I made this code to test a random number:
function a(n){
var b = (Math.floor(Math.random() * (parseInt(n) - n/4) + n/4));
return b;
}
console.log(a(20));My question is if all the numbers have the same opportunity to leave, and how can I check it?
Since trying it out I did not get any 10 more than 20 times
To try you can do a function like the following and you can get the statistics you need
function a(n){
var b = (Math.floor(Math.random() * (parseInt(n) - n/4) + n/4));
return b;
}
function test(){
var cont=1;
var numero = parseInt($("#busca").val(), 10);
var n = parseInt($("#n").val(), 10);
var random;
var encontrado = false;
var limite = parseInt($("#limite").val(), 10);
do{
random = a(n);
console.log(cont+". "+random);
if(random==numero){
encontrado=true;
break;
}
}while(cont++ <= limite)
if(encontrado)
console.log("Ya salio el numero " + numero);
else
console.log("No salio el numero " + numero);
}<script src="https://ajax.googleapis.com/ajax/libs/jquery/1.9.1/jquery.min.js"></script>
N:<input type="text" id="n" value="20"><br>
Esperar: <input type="text" id="busca" value="10"><br>
Iteraciones: <input type="text" id="limite" value="50">
<input type="button" onclick="test();" value="Test" />According to this :
random ()
Returns to Number with positive sign, greater than or equal to 0 but less than 1, chosen randomly or pseudo randomly with approximately uniform distribution over that range, using an implementation-dependent algorithm or strategy.
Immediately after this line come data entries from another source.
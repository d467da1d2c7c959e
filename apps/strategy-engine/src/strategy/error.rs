//! Strategy error types.

use rust_decimal::Decimal;
use thiserror::Error;

/// Errors from leg construction or update.
///
/// Raised whenever a leg invariant is violated. Never recovered
/// internally - the editing surface must reject the edit.
#[derive(Debug, Clone, PartialEq, Eq, Error)]
pub enum InvalidLegError {
    /// Strike must be strictly positive.
    #[error("Strike must be positive, got {strike}")]
    NonPositiveStrike {
        /// The rejected strike.
        strike: Decimal,
    },

    /// Quantity must be at least one lot.
    #[error("Quantity must be positive")]
    ZeroQuantity,

    /// Lot size must be at least one unit.
    #[error("Lot size must be positive")]
    ZeroLotSize,

    /// Premium is a price and cannot be negative.
    #[error("Premium cannot be negative, got {premium}")]
    NegativePremium {
        /// The rejected premium.
        premium: Decimal,
    },
}

/// Errors from the draft -> active promotion.
#[derive(Debug, Clone, PartialEq, Eq, Error)]
pub enum DeployError {
    /// The validation report contains invalid fields.
    #[error("Strategy is not deployable: {issues:?}")]
    NotDeployable {
        /// Messages of the invalid checks blocking deployment.
        issues: Vec<String>,
    },

    /// The strategy is already active.
    #[error("Strategy is already active")]
    AlreadyActive,
}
This function takes no arguments.
That is, the probability of any number within the range 0 to 1 (not including 1) follows an approximate uniform distribution, which means that any number should have the same probability of appearing. While it may seem obvious, this does not mean that executing your algorithm a certain number of times, you will surely get a certain number, it means that as you continue executing it (that is, your attempts tend to infinity), the apparitions of each number should tend to be the same.